I already made a list of my top 10 Irish theatre productions of 2014 but here are more highlights that deserve mention ...


  • School was out this summer and some of the first graduates of The Lir lent serious verve to Selina Cartmell's kinetic staging of Punk Rock for the Lyric Theatre. Cynicism expressed by the students in Simon Stephen's private school drama hinted to the casual oppression and power dynamics of hometown life, resultant in one hell of a finale.
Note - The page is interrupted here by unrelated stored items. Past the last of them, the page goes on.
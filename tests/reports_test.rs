mod common;

use chrono::NaiveDate;
use common::{report, with_achievements};
use progresslog_lib::reports::stats::calculate_streaks;
use progresslog_lib::reports::{ProgressStats, RawReport};

fn raw(json: &str) -> RawReport {
    serde_json::from_str(json).unwrap()
}

#[test]
fn test_ingest_full_record() {
    let report = raw(r#"{
        "day": 4,
        "date": "2025-03-09",
        "title": "Parser work",
        "content": "- finished lexer",
        "productivityScore": 8,
        "mood": "Good",
        "achievements": ["lexer", "tests"],
        "loggedAt": "2025-03-09T23:15:00+01:00"
    }"#)
    .into_report()
    .unwrap();

    assert_eq!(report.day, 4);
    assert_eq!(report.date, NaiveDate::from_ymd_opt(2025, 3, 9).unwrap());
    assert_eq!(report.productivity_score, 8);
    assert_eq!(report.mood, "Good");
    assert_eq!(report.achievement_count(), 2);
    assert!(report.logged_at.is_some());
}

#[test]
fn test_ingest_defaults_missing_fields() {
    let report = raw(r#"{"day": 2, "date": "2025-03-09T08:00:00Z"}"#)
        .into_report()
        .unwrap();

    assert_eq!(report.date, NaiveDate::from_ymd_opt(2025, 3, 9).unwrap());
    assert_eq!(report.productivity_score, 0);
    assert_eq!(report.mood, "good");
    assert!(report.achievements.is_empty());
    assert!(report.title.is_empty());
    assert!(report.logged_at.is_none());
}

#[test]
fn test_ingest_clamps_scores() {
    let high = raw(r#"{"day": 1, "date": "2025-01-01", "productivityScore": 14}"#)
        .into_report()
        .unwrap();
    assert_eq!(high.productivity_score, 10);

    let negative = raw(r#"{"day": 1, "date": "2025-01-01", "productivityScore": -3}"#)
        .into_report()
        .unwrap();
    assert_eq!(negative.productivity_score, 0);

    let fractional = raw(r#"{"day": 1, "date": "2025-01-01", "productivityScore": 7.6}"#)
        .into_report()
        .unwrap();
    assert_eq!(fractional.productivity_score, 8);
}

#[test]
fn test_ingest_rejects_unidentifiable_records() {
    let no_day = raw(r#"{"date": "2025-01-01"}"#).into_report().unwrap_err();
    assert_eq!(no_day.stage, "ingest");

    let zero_day = raw(r#"{"day": 0, "date": "2025-01-01"}"#).into_report();
    assert!(zero_day.is_err());

    let bad_date = raw(r#"{"day": 3, "date": "yesterday"}"#).into_report().unwrap_err();
    assert!(bad_date.message.contains("yesterday"));
}

#[test]
fn test_stats_deserialize_with_defaults() {
    let stats: ProgressStats = serde_json::from_str(r#"{"totalDays": 4, "currentStreak": 2}"#).unwrap();
    assert_eq!(stats.total_days, 4);
    assert_eq!(stats.total_achievements, 0);
    assert_eq!(stats.longest_streak, None);
    assert!(stats.mood_distribution.is_empty());
    assert_eq!(stats.best_streak(), 2);
}

#[test]
fn test_stats_deserialize_nulls_as_defaults() {
    let stats: ProgressStats = serde_json::from_str(
        r#"{"totalDays": 5, "totalAchievements": null, "averageProductivity": null,
            "currentStreak": null, "longestStreak": null, "moodDistribution": null}"#,
    )
    .unwrap();
    assert_eq!(stats.total_days, 5);
    assert_eq!(stats.total_achievements, 0);
    assert_eq!(stats.average_productivity, 0.0);
    assert_eq!(stats.current_streak, 0);
    assert_eq!(stats.longest_streak, None);
    assert!(stats.mood_distribution.is_empty());
}

#[test]
fn test_streaks_over_dates() {
    // days 1,2,3 then a gap, then 6,7
    let reports = vec![
        report(7, 5, "good"),
        report(1, 5, "good"),
        report(3, 5, "good"),
        report(2, 5, "good"),
        report(6, 5, "good"),
    ];
    let streaks = calculate_streaks(&reports);
    assert_eq!(streaks.longest_streak, 3);
    assert_eq!(streaks.current_streak, 2);

    assert_eq!(calculate_streaks(&[]).current_streak, 0);
    assert_eq!(calculate_streaks(&[report(1, 5, "good")]).longest_streak, 1);
}

#[test]
fn test_stats_from_reports() {
    let reports = vec![
        with_achievements(report(1, 7, "Excellent!"), 2),
        with_achievements(report(2, 8, "good"), 1),
        report(3, 6, "GOOD"),
        report(4, 9, "Bored?"),
    ];
    let stats = ProgressStats::from_reports(&reports);

    assert_eq!(stats.total_days, 4);
    assert_eq!(stats.total_achievements, 3);
    assert_eq!(stats.average_productivity, 7.5);
    assert_eq!(stats.current_streak, 4);
    assert_eq!(stats.longest_streak, Some(4));
    assert_eq!(stats.mood_distribution.get("excellent"), Some(&1));
    assert_eq!(stats.mood_distribution.get("good"), Some(&2));
    assert_eq!(stats.mood_distribution.get("bored"), Some(&1));
}

#[test]
fn test_stats_from_no_reports() {
    let stats = ProgressStats::from_reports(&[]);
    assert_eq!(stats.total_days, 0);
    assert_eq!(stats.average_productivity, 0.0);
    assert_eq!(stats.longest_streak, Some(0));
}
Rising stars Rhys Dunlop, Rory Corcoran, Lauren Coe, Laura Smithers, Aisha Fabienne Ross, Johan Hauer-King and Ian Toner performed determinedly under Cartmell's vigorous direction, securing the best sustained and perfectly paced production of the year.   

  • Where in previous years the output of new work was dominated by the model of devised theatre, 2014 saw a strong regularity of playwriting, thanks in part to dedicated venues. At The New Theatre the shimmering lyricism of Lauren Shannon Jones's The Assassination of Brian Boru arrived in time to commemorate the 1, 000 year anniversary of the Battle of Clontarf (in the same venue two promising companies gave Irish premieres of Broadway hits: the zany refrains of Ill-Advised Theatre's staging of the zealous musical [title of show] had moments of genius; and ORion's high octane The Motherfucker with the Hat proved artistic director Sinéad O'Reardon to be a magnetic performer and powerhouse producer). Elsewhere, Myles Breen's clever play The Bachelor of Kilkish for the Bottom Dog company had strains of the comic Drama at Inish, depicting a rural town that gets rocked by the arrival of an out and proud gay man from the city (it also featured a wonderful turn by actor Brendan Conroy). Conservatory by Michael West gave us a poetic drama about the elegiac lives of an elderly couple, and Ellen Flynn looked at the temporality of relationships in the hyper-connected world of speed-dating and virtual profiles in 5 Minutes Later. Lastly, Emmet Kirwan's hip hoppin' Dublin Oldschool about two brothers on the brink was part love letter to the city, part philosophical treatise about cause and effect, processes of addiction and homelessness and how they may give way to new events.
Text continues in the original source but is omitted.